We aimed at investigating whether the microbially derived ellagitannin-metabolizing phenotypes, i.e. urolithin metabotypes A, (UM-A), B (UM-B), and 0 (UM-0), influence the effects of pomegranate extract (PE) consumption on 18 cardiovascular risk biomarkers in healthy overweight-obese individuals.
Methods and results
A double-blind, crossover, dose–response, randomized, placebo-controlled trial was conducted. The study (POMEcardio) consisted of two test phases (dose-1 and dose-2, lasting 3 weeks each) and a 3-week washout period between each phase. Forty-nine participants (BMI > 27 kg/m2) daily consumed one (dose-1, 160 mg phenolics/day) or four (dose-2, 640 mg phenolics/day) PE or placebo capsules.
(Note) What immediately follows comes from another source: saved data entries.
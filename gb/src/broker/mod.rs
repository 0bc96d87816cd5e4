//! Broker process
//!
//! Owns the worker registry and the coordinator, and serves the control and
//! subscription RPC surface over TCP. Every connection is handled on its own
//! task, so a long `RunTurns` never blocks `Snapshot` or `Subscribe`.

use std::net::SocketAddr;
use std::sync::Arc;
use std::time::Duration;

use eyre::{Context, Result};
use tokio::io::BufReader;
use tokio::net::{TcpListener, TcpStream};
use tokio::sync::mpsc;
use tokio::task::JoinSet;
use tracing::{debug, info, warn};

use crate::config::BrokerConfig;
use crate::coordinator::{CoordError, Coordinator, CoordinatorConfig, CoordinatorHandle, RunSnapshot, TurnLoop};
use crate::events::EventEmitter;
use crate::registry::WorkerRegistry;
use crate::rpc::{BrokerRequest, BrokerResponse, RemoteWorker, read_frame, write_frame};

/// How long a client gets to send its request after connecting
const REQUEST_READ_TIMEOUT: Duration = Duration::from_secs(30);

/// How long in-flight connections may finish after shutdown
const SHUTDOWN_GRACE: Duration = Duration::from_secs(5);

/// The broker's request handling, independent of the socket
pub struct Broker {
    coordinator: CoordinatorHandle,
    registry: WorkerRegistry,
    turn_loop: TurnLoop,
    config: BrokerConfig,
    shutdown_tx: mpsc::Sender<()>,
}

impl Broker {
    /// Answer one request
    pub async fn handle(&self, request: BrokerRequest) -> BrokerResponse {
        debug!(?request, "Broker::handle: called");
        match request {
            BrokerRequest::Ping => BrokerResponse::Pong {
                version: env!("CARGO_PKG_VERSION").to_string(),
            },

            BrokerRequest::Subscribe { address } => self.subscribe(address).await,

            BrokerRequest::Unsubscribe { worker_id } => {
                if self.registry.remove(worker_id).await.is_none() {
                    debug!(%worker_id, "unsubscribe for unknown worker");
                }
                BrokerResponse::Ok
            }

            BrokerRequest::RunTurns { world, params } => match self.turn_loop.run(world, &params).await {
                Ok(outcome) => BrokerResponse::RunComplete {
                    world: (*outcome.world).clone(),
                    turn: outcome.turn,
                },
                Err(e) => {
                    warn!(error = %e, "run failed");
                    BrokerResponse::Error { message: e.to_string() }
                }
            },

            BrokerRequest::TogglePause => match self.coordinator.toggle_pause().await {
                Ok(state) => BrokerResponse::PauseToggled {
                    turn: state.turn,
                    paused: state.paused,
                },
                Err(e) => BrokerResponse::Error { message: e.to_string() },
            },

            BrokerRequest::Quit => self.state_response(self.coordinator.quit().await),

            BrokerRequest::Kill => {
                let state = self.coordinator.quit().await;
                let terminated = self.registry.terminate_all().await;
                info!(terminated, "kill: workers terminated, shutting down");
                let _ = self.shutdown_tx.try_send(());
                self.state_response(state)
            }

            BrokerRequest::Snapshot => self.state_response(self.coordinator.snapshot().await),

            BrokerRequest::AliveCount => match self.coordinator.alive_count().await {
                Ok(count) => BrokerResponse::AliveCount {
                    turn: count.turn,
                    count: count.count,
                },
                Err(e) => BrokerResponse::Error { message: e.to_string() },
            },
        }
    }

    /// Register a worker after checking it answers
    async fn subscribe(&self, address: String) -> BrokerResponse {
        debug!(%address, "Broker::subscribe: called");
        let worker = RemoteWorker::new(address.clone())
            .with_timeouts(self.config.subscribe_timeout(), self.config.subscribe_timeout());
        if let Err(e) = worker.ping().await {
            warn!(%address, error = %e, "subscription refused: endpoint unreachable");
            return BrokerResponse::Error {
                message: format!("endpoint {} unreachable: {}", address, e),
            };
        }
        let worker = worker.with_timeouts(self.config.worker_io_timeout(), self.config.worker_response_timeout());
        let worker_id = self.registry.register(address, Arc::new(worker)).await;
        BrokerResponse::Subscribed { worker_id }
    }

    fn state_response(&self, state: Result<RunSnapshot, CoordError>) -> BrokerResponse {
        match state {
            Ok(snapshot) => BrokerResponse::State {
                world: (*snapshot.world).clone(),
                turn: snapshot.turn,
            },
            Err(e) => BrokerResponse::Error { message: e.to_string() },
        }
    }

    pub fn registry(&self) -> &WorkerRegistry {
        &self.registry
    }

    pub fn coordinator(&self) -> &CoordinatorHandle {
        &self.coordinator
    }
}

/// A bound broker ready to serve
pub struct BrokerServer {
    listener: TcpListener,
    broker: Arc<Broker>,
    shutdown_tx: mpsc::Sender<()>,
    shutdown_rx: mpsc::Receiver<()>,
}

impl BrokerServer {
    /// Bind the listener and start the coordinator
    pub async fn bind(config: &BrokerConfig, coordinator_config: &CoordinatorConfig, emitter: EventEmitter) -> Result<Self> {
        debug!(listen = %config.listen, "BrokerServer::bind: called");
        let listener = TcpListener::bind(&config.listen)
            .await
            .with_context(|| format!("Failed to bind broker on {}", config.listen))?;

        let coordinator = Coordinator::spawn(coordinator_config, emitter);
        let registry = WorkerRegistry::new();
        let turn_loop = TurnLoop::new(coordinator.clone(), registry.clone(), coordinator_config.clone());
        let (shutdown_tx, shutdown_rx) = mpsc::channel(1);

        let broker = Arc::new(Broker {
            coordinator,
            registry,
            turn_loop,
            config: config.clone(),
            shutdown_tx: shutdown_tx.clone(),
        });

        Ok(Self {
            listener,
            broker,
            shutdown_tx,
            shutdown_rx,
        })
    }

    pub fn local_addr(&self) -> Result<SocketAddr> {
        Ok(self.listener.local_addr()?)
    }

    /// Sender that stops the server when signalled
    pub fn shutdown_sender(&self) -> mpsc::Sender<()> {
        self.shutdown_tx.clone()
    }

    pub fn broker(&self) -> Arc<Broker> {
        self.broker.clone()
    }

    /// Accept connections until shutdown is requested
    pub async fn run(self) -> Result<()> {
        let BrokerServer {
            listener,
            broker,
            shutdown_tx,
            mut shutdown_rx,
        } = self;
        drop(shutdown_tx);
        info!(address = ?listener.local_addr().ok(), "Broker listening");

        let mut connections = JoinSet::new();
        loop {
            tokio::select! {
                accept_result = listener.accept() => {
                    match accept_result {
                        Ok((stream, peer)) => {
                            debug!(%peer, "run: connection accepted");
                            let broker = broker.clone();
                            connections.spawn(async move {
                                if let Err(e) = handle_connection(&broker, stream).await {
                                    warn!(%peer, error = %e, "run: connection error");
                                }
                            });
                        }
                        Err(e) => {
                            warn!(error = %e, "run: accept error");
                        }
                    }
                }

                // Reap finished connection tasks
                Some(_) = connections.join_next(), if !connections.is_empty() => {}

                _ = shutdown_rx.recv() => {
                    info!("Shutdown signal received");
                    break;
                }
            }
        }

        // Let a pending RunTurns return its final state
        let _ = broker.coordinator.quit().await;
        drop(listener);
        let drained = tokio::time::timeout(SHUTDOWN_GRACE, async {
            while connections.join_next().await.is_some() {}
        })
        .await;
        if drained.is_err() {
            warn!("run: connections still open after grace period, aborting them");
            connections.abort_all();
        }
        let _ = broker.coordinator.shutdown().await;
        info!("Broker stopped");
        Ok(())
    }
}

async fn handle_connection(broker: &Broker, stream: TcpStream) -> Result<()> {
    let (read_half, mut write_half) = stream.into_split();
    let mut reader = BufReader::new(read_half);
    let request: BrokerRequest = tokio::time::timeout(REQUEST_READ_TIMEOUT, read_frame(&mut reader))
        .await
        .context("Request read timeout")?
        .context("Failed to read request")?;
    let response = broker.handle(request).await;
    write_frame(&mut write_half, &response)
        .await
        .context("Failed to send response")?;
    Ok(())
}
Notably, UM-B individuals showed the highest baseline cardiovascular risk. After dose-2, total cholesterol (–15.5 ± 3.7%), LDL-cholesterol (–14.9 ± 2.1%), small LDL-cholesterol (–47 ± 7%), non-HDL-cholesterol (–11.3 ± 2.5%), apolipoprotein-B (–12 ± 2.2%), and oxidized LDL-cholesterol –24 ± 2.5%) dose dependently decreased (P < 0.05) but only in UM-B subjects. These effects were partially correlated with urolithin production and the increase in Gordonibacter levels. Three (50%) nonproducers (UM-0) became producers following PE consumption.
UM clustering suggests a personalized effect of ellagitannin-containing foods and could explain the controversial pomegranate benefits. Research on the specific role of urolithins and the microbiota associated with each UM is warranted.